» Assigned task: Taking the line with "filename crates/formsync-forms/src/form_state.rs" as the first and the line with "the field is" as the last, set down exactly every line in that range from the entries below, and no more.

Stored items

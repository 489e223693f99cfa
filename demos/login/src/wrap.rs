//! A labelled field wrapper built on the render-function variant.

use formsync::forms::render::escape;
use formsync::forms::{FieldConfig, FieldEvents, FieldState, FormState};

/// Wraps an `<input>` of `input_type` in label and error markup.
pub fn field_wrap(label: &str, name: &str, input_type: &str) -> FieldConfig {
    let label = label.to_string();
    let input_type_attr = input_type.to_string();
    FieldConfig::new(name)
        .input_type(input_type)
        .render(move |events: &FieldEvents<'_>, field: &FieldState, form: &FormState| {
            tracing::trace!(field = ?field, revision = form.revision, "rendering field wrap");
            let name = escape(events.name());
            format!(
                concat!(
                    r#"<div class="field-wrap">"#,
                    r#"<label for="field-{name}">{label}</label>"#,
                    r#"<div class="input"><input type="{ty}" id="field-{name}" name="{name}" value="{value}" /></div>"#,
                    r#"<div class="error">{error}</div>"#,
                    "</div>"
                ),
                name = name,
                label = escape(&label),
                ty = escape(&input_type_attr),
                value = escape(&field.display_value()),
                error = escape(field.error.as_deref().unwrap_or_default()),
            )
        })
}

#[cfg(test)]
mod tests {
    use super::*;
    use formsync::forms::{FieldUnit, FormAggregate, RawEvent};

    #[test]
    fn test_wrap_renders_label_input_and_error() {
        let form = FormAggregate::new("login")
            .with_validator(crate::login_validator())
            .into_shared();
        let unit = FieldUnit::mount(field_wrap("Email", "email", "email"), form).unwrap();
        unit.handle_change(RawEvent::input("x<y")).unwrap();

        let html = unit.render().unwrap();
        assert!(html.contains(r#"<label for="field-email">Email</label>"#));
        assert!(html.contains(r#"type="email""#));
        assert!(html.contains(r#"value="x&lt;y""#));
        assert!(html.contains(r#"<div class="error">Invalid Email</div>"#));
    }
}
* * *
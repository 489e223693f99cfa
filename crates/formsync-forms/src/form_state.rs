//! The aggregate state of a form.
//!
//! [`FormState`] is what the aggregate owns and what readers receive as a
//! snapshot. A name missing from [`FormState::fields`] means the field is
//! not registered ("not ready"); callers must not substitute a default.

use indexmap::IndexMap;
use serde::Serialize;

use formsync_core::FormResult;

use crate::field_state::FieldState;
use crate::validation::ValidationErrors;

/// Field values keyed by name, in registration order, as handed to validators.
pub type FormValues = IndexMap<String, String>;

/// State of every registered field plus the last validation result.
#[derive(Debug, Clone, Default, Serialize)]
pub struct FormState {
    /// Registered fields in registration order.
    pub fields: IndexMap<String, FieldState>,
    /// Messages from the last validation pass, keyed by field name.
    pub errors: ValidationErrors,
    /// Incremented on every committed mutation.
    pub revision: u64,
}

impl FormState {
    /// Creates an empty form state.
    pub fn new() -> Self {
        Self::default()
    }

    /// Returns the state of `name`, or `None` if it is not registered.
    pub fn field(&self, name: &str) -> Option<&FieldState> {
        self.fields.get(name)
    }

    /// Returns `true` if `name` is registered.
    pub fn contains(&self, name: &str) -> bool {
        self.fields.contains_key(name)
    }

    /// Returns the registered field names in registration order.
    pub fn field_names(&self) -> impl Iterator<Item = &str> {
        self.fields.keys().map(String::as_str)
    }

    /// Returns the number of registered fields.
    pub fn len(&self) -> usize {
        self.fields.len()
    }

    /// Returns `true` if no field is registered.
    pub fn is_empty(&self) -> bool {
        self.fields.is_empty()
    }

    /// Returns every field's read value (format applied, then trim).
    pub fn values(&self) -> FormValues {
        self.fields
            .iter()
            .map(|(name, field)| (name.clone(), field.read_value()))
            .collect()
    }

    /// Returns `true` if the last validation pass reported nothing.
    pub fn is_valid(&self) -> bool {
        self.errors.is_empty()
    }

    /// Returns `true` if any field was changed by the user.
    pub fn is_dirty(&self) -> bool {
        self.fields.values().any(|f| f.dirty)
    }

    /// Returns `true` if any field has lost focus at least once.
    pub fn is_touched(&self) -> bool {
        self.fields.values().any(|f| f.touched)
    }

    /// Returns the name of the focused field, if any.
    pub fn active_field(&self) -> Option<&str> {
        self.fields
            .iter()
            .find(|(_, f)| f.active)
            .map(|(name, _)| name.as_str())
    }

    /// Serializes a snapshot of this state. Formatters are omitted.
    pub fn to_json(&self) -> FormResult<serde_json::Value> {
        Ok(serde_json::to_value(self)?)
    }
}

» Solution to this exercise:
filename crates/formsync-forms/src/form_state.rs
//! The aggregate state of a form.
//!
//! [`FormState`] is what the aggregate owns and what readers receive as a
//! snapshot. A name missing from [`FormState::fields`] means the field is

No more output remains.